Exercise instructions:
Go through the data below. List every line that holds the word "trim".

** Opening Data excerpts block **

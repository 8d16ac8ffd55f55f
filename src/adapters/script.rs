//! Host-side command-line tokenizer.
//!
//! Stands in for the firmware's general command parser when replaying
//! scripts on the host: splits a line into its command word and
//! single-letter argument words, drops `;` comments, and keeps the free
//! text of `M117`/`M118` messages.  Words need not be separated by spaces
//! (`G4S1` is `G4` with `S1`).

use core::fmt;

use crate::app::commands::CommandArgs;

/// One tokenized command line.
#[derive(Debug, Clone, PartialEq)]
pub struct ScriptLine {
    /// Command family, upper case (`G`, `M`, `C`, ...).
    pub letter: char,
    pub code: u16,
    pub args: CommandArgs,
    /// Message text for commands that take a string.
    pub text: Option<String>,
}

#[derive(Debug, Clone, Copy, PartialEq, Eq)]
pub enum ScriptError {
    /// The line does not start with a letter followed by a code number.
    MissingCode,
    /// An argument value is not a number.
    BadNumber(char),
    /// More argument words than a command can carry.
    TooManyWords,
}

impl fmt::Display for ScriptError {
    fn fmt(&self, f: &mut fmt::Formatter<'_>) -> fmt::Result {
        match self {
            Self::MissingCode => write!(f, "missing command code"),
            Self::BadNumber(letter) => write!(f, "bad number for {letter}"),
            Self::TooManyWords => write!(f, "too many arguments"),
        }
    }
}

impl ScriptLine {
    /// Tokenize one line.  Blank and comment-only lines yield `Ok(None)`.
    pub fn parse(line: &str) -> Result<Option<Self>, ScriptError> {
        let line = line.trim();
        if line.is_empty() || line.starts_with(';') {
            return Ok(None);
        }

        let mut chars = line.char_indices().peekable();
        let letter = match chars.next() {
            Some((_, c)) if c.is_ascii_alphabetic() => c.to_ascii_uppercase(),
            _ => return Err(ScriptError::MissingCode),
        };
        let mut digits = String::new();
        while let Some(&(_, c)) = chars.peek() {
            if !c.is_ascii_digit() {
                break;
            }
            digits.push(c);
            chars.next();
        }
        let code: u16 = digits.parse().map_err(|_| ScriptError::MissingCode)?;

        if letter == 'M' && matches!(code, 117 | 118) {
            let rest = chars.peek().map_or("", |&(i, _)| &line[i..]);
            return Ok(Some(Self {
                letter,
                code,
                args: CommandArgs::new(),
                text: Some(rest.trim().to_string()),
            }));
        }

        let mut args = CommandArgs::new();
        while let Some((_, c)) = chars.next() {
            if c == ';' {
                break;
            }
            if c.is_whitespace() {
                continue;
            }
            if !c.is_ascii_alphabetic() {
                return Err(ScriptError::BadNumber(c));
            }
            let mut number = String::new();
            while let Some(&(_, n)) = chars.peek() {
                if !(n.is_ascii_digit() || matches!(n, '.' | '-' | '+')) {
                    break;
                }
                number.push(n);
                chars.next();
            }
            let value = if number.is_empty() {
                None
            } else {
                Some(number.parse::<f32>().map_err(|_| ScriptError::BadNumber(c))?)
            };
            if !args.push(c, value) {
                return Err(ScriptError::TooManyWords);
            }
        }

        Ok(Some(Self {
            letter,
            code,
            args,
            text: None,
        }))
    }
}

impl fmt::Display for ScriptLine {
    fn fmt(&self, f: &mut fmt::Formatter<'_>) -> fmt::Result {
        write!(f, "{}{}", self.letter, self.code)?;
        for word in self.args.words() {
            match word.value {
                Some(v) => write!(f, " {}{}", word.letter, v)?,
                None => write!(f, " {}", word.letter)?,
            }
        }
        if let Some(text) = &self.text {
            write!(f, " {text}")?;
        }
        Ok(())
    }
}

** Closing Data excerpts block **

Answer space:
        let line = line.trim();
                text: Some(rest.trim().to_string()),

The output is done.